De pronto, incluso Netflix vuelve a ser importante y necesario y The Crown, con Olivia Coleman, ahora pasa a ser relevante (un gobernante debe entender lo que es la empatía o cómo una tragedia natural es política para el gobierno de turno) y lleno de códigos y señales secretas. Hasta algo estúpido y banal y sexy y basuriento como la serie El Club, acerca de chicos guapos decadentes de la ultraclase alta mexicana, termina explorando la desconexión y la corrupción de las élites encerradas en sus burbujas. O eso es lo que uno cree. Todo se altera y todo emite señales ¿Es The End of the F***ing World acerca de lo que está sucediendo? No, pero quizás sí. ¿Es una serie acerca de la resiliencia, la importancia de los afectos en momentos duros, la necesidad de resistir ante un adversario? No creo que tanto, pero por qué no. Una ruptura de este tipo cambia el modo de leer y, por lo tanto, todo se lee como si no fuera algo lejano, sino personal. Intensamente cercano y todo, de pronto deja de ser ruido o escape y pareciera que todo hace sentido. ¿Cómo se leerá entonces The Irishman, de Scorsese?

Así las cosas, sin que lo hubiéramos previsto, el arte se volvió importante. Capaz de resonar, potenciar, alterar, condenar, contener y provocar. El arte dejó de ocupar su lugar en el oasis, donde no era una necesidad, sino a lo más un ornamento o un carrito celeste en un emporio al aire libre. Más que crear, lo que hay que hacer es leer. Más que filmar, quizás hay que mirar más y mirar atento las películas chilenas que no vimos y captar que a veces las que denunciaban no decían nada y las que hablaban de manera más tangencial quizás captaron más o se adelantaron incluso.
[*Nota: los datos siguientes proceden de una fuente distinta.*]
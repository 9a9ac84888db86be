//! Implementation of the `sifforge build` command.
//!
//! Resolves the requested targets, runs the bounded-parallel
//! build/test/push pipeline, and prints the aggregated summary. Returns
//! the process exit code: 0 when every non-skipped target is done, 1 when
//! any target failed. Resolution and configuration errors bubble up as
//! `Err` and exit 2 before anything is scheduled.

use std::path::PathBuf;
use std::sync::Arc;

use anyhow::{Context, Result};
use clap::Args;
use tracing::warn;

use sifforge_lib::backend::ApptainerBackend;
use sifforge_lib::config::{BuildRequest, PrivilegeMode};
use sifforge_lib::pipeline::{self, StopSignal};
use sifforge_lib::resolve::{self, TargetManifest};
use sifforge_lib::target::TargetStatus;

use crate::output::{self, symbols};

#[derive(Debug, Args)]
pub struct BuildArgs {
  /// Target names or group aliases to build (default: all)
  pub targets: Vec<String>,

  /// Directory holding targets.toml and the definition files
  #[arg(long, default_value = "definitions")]
  pub defs_dir: PathBuf,

  /// Directory where image artifacts are written
  #[arg(long, default_value = "images")]
  pub output_dir: PathBuf,

  /// Maximum number of targets built concurrently
  #[arg(short, long, default_value_t = 1)]
  pub parallel: usize,

  /// Rebuild even when the output artifact already exists
  #[arg(long)]
  pub force: bool,

  /// Run the image test stage after each successful build
  #[arg(long)]
  pub test: bool,

  /// Push successful images to the registry
  #[arg(long)]
  pub push: bool,

  /// Registry host/namespace to push to, e.g. registry.example.org/images
  #[arg(long)]
  pub registry: Option<String>,

  /// Tag to publish (repeatable, applied in order)
  #[arg(long = "tag", default_value = "latest")]
  pub tags: Vec<String>,

  /// Backend layer cache directory
  #[arg(long, conflicts_with = "no_cache")]
  pub cache_dir: Option<PathBuf>,

  /// Disable the backend layer cache
  #[arg(long)]
  pub no_cache: bool,

  /// Shared temporary directory (each target gets its own subdirectory)
  #[arg(long)]
  pub tmpdir: Option<PathBuf>,

  /// Build unprivileged with user-namespace fakeroot instead of sudo
  #[arg(long)]
  pub fakeroot: bool,

  /// Read-only run context: never push, regardless of --push
  #[arg(long)]
  pub read_only: bool,

  /// Container tool to invoke (apptainer or singularity)
  #[arg(long, default_value = "apptainer")]
  pub backend_cmd: String,
}

pub fn cmd_build(args: BuildArgs) -> Result<u8> {
  let tmp_dir = args.tmpdir.unwrap_or_else(|| std::env::temp_dir().join("sifforge"));
  let cache_dir = if args.no_cache {
    None
  } else {
    Some(args.cache_dir.unwrap_or_else(|| tmp_dir.join("cache")))
  };

  let request = BuildRequest {
    parallelism: args.parallel,
    force: args.force,
    test: args.test,
    push: args.push,
    defs_dir: args.defs_dir,
    output_dir: args.output_dir,
    tmp_dir,
    cache_dir,
    registry: args.registry,
    tags: args.tags,
    privilege: if args.fakeroot {
      PrivilegeMode::Unprivileged
    } else {
      PrivilegeMode::Elevated
    },
    read_only: args.read_only,
  };
  request.validate()?;

  let manifest = TargetManifest::load(&request.defs_dir)?;
  let targets = resolve::resolve(&args.targets, &manifest, &request)?;

  std::fs::create_dir_all(&request.output_dir)
    .with_context(|| format!("Failed to create output directory: {}", request.output_dir.display()))?;
  std::fs::create_dir_all(&request.tmp_dir)
    .with_context(|| format!("Failed to create temporary directory: {}", request.tmp_dir.display()))?;

  if request.push && request.read_only {
    output::print_warning("read-only context: pushes will be skipped");
  }

  output::print_info(&format!(
    "Building {} target(s), parallelism {}",
    targets.len(),
    request.parallelism
  ));

  let backend = Arc::new(ApptainerBackend::new(args.backend_cmd));
  let request = Arc::new(request);

  let rt = tokio::runtime::Runtime::new().context("Failed to create async runtime")?;
  let summary = rt.block_on(async {
    let stop = StopSignal::new();
    let watcher = {
      let stop = stop.clone();
      tokio::spawn(async move {
        if tokio::signal::ctrl_c().await.is_ok() {
          warn!("interrupt received, finishing in-flight stages");
          stop.trigger();
        }
      })
    };

    let summary = pipeline::run(targets, request, backend, stop).await;
    watcher.abort();
    summary
  });

  println!();
  for outcome in summary.outcomes() {
    let duration = output::format_duration(outcome.duration);
    match outcome.status {
      TargetStatus::Done => {
        let size = outcome.artifact_size.map(output::format_bytes).unwrap_or_default();
        output::print_success(&format!("{} ({}, {})", outcome.name, size, duration));
      }
      TargetStatus::Skipped => {
        println!("{} {} (up to date)", symbols::SKIP, outcome.name);
      }
      _ => {
        let error = outcome.error.as_deref().unwrap_or("unknown error");
        output::print_error(&format!("{} ({}): {}", outcome.name, duration, error));
      }
    }
  }

  println!();
  output::print_stat("Done", &summary.done.to_string());
  output::print_stat("Failed", &summary.failed.to_string());
  output::print_stat("Skipped", &summary.skipped.to_string());

  if !summary.is_success() {
    println!();
    output::print_error(&format!("{} target(s) failed:", summary.failed));
    for outcome in summary.failures() {
      output::print_error(&format!(
        "  {}: {}",
        outcome.name,
        outcome.error.as_deref().unwrap_or("unknown error")
      ));
    }
  }

  Ok(summary.exit_code())
}
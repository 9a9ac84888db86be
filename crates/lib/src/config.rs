//! Run configuration.
//!
//! A [`BuildRequest`] is constructed once per invocation, validated, and
//! then shared read-only (behind an `Arc`) by every worker. All paths the
//! backend needs are carried here explicitly rather than read from ambient
//! environment variables.

use std::path::PathBuf;

use thiserror::Error;

/// How the build backend gains the privileges it needs.
#[derive(Debug, Clone, Copy, PartialEq, Eq)]
pub enum PrivilegeMode {
  /// Run the backend under `sudo`.
  Elevated,
  /// Run unprivileged with user-namespace fakeroot.
  Unprivileged,
}

/// Immutable configuration snapshot for one orchestrator run.
#[derive(Debug, Clone)]
pub struct BuildRequest {
  /// Maximum number of targets concurrently in an active stage.
  pub parallelism: usize,

  /// Rebuild even when the output artifact already exists.
  pub force: bool,

  /// Run the test stage after a successful build.
  pub test: bool,

  /// Push successful artifacts to the registry.
  pub push: bool,

  /// Directory holding `targets.toml` and the definition files.
  pub defs_dir: PathBuf,

  /// Directory where image artifacts are written.
  pub output_dir: PathBuf,

  /// Shared temporary directory; each target gets its own subdirectory.
  pub tmp_dir: PathBuf,

  /// Backend layer cache, or `None` to disable caching.
  pub cache_dir: Option<PathBuf>,

  /// Registry host/namespace, e.g. `registry.example.org/images`.
  pub registry: Option<String>,

  /// Tags applied on push, in order.
  pub tags: Vec<String>,

  pub privilege: PrivilegeMode,

  /// Read-only run context: publishing side effects must never occur,
  /// regardless of the push flag.
  pub read_only: bool,
}

impl Default for BuildRequest {
  fn default() -> Self {
    Self {
      parallelism: 1,
      force: false,
      test: false,
      push: false,
      defs_dir: PathBuf::from("definitions"),
      output_dir: PathBuf::from("images"),
      tmp_dir: std::env::temp_dir().join("sifforge"),
      cache_dir: None,
      registry: None,
      tags: vec!["latest".to_string()],
      privilege: PrivilegeMode::Unprivileged,
      read_only: false,
    }
  }
}

impl BuildRequest {
  /// Validate the request before any scheduling happens.
  pub fn validate(&self) -> Result<(), ConfigError> {
    if self.parallelism < 1 {
      return Err(ConfigError::InvalidParallelism(self.parallelism));
    }
    if self.push && self.registry.is_none() {
      return Err(ConfigError::PushWithoutRegistry);
    }
    if self.push && self.tags.is_empty() {
      return Err(ConfigError::EmptyTags);
    }
    Ok(())
  }
}

/// Fatal configuration errors, raised before any target is scheduled.
#[derive(Debug, Error)]
pub enum ConfigError {
  /// Parallelism must be at least 1.
  #[error("invalid parallelism {0}: must be at least 1")]
  InvalidParallelism(usize),

  /// Pushing requires registry coordinates.
  #[error("push requested but no registry configured")]
  PushWithoutRegistry,

  /// Pushing requires at least one tag.
  #[error("push requested but tag list is empty")]
  EmptyTags,
}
Un poeta amigo me dice: el arte se confunde a veces con el presente, pero florece cuando mira hacia el pasado o hacia el futuro. Es muy pronto aún para pronosticar desenlaces, pero el otro día, en la sala de teatro de la Universidad Finis Terrae, viendo lo conectado que estaba el público en una función de La apariencia de la burguesía, inspirada en Gorki, pensé en cómo el pasado a veces puede iluminar el presente y la capacidad que puede tener el arte de anticipar. La obra, reescrita con inspiración por Luis Barrales mirando muy bien un cierto sector de la clase media, fue dirigida por Aliocha de la Sotta con la genial idea de puesta en escena: un gran ventanal que separa lo que sucede afuera (una revolución) con lo que está ocurriendo dentro de una pensión. La obra parece tan de nuestros días, que creía que se había escrito y montado durante el toque de queda y los diálogos cortaban la piel y resonaban en la mente y nos fuimos caminando en silencio, pero remecidos.

De pronto se lee de nuevo o se lee mejor o se ve lo que antes no se veía. Se decreta el estado de emergencia y lo que cambia es el estado interno y emerge el arte como resistencia, como derecho humano, como escudo, como cabildo, como posibilidad, como punto de partida.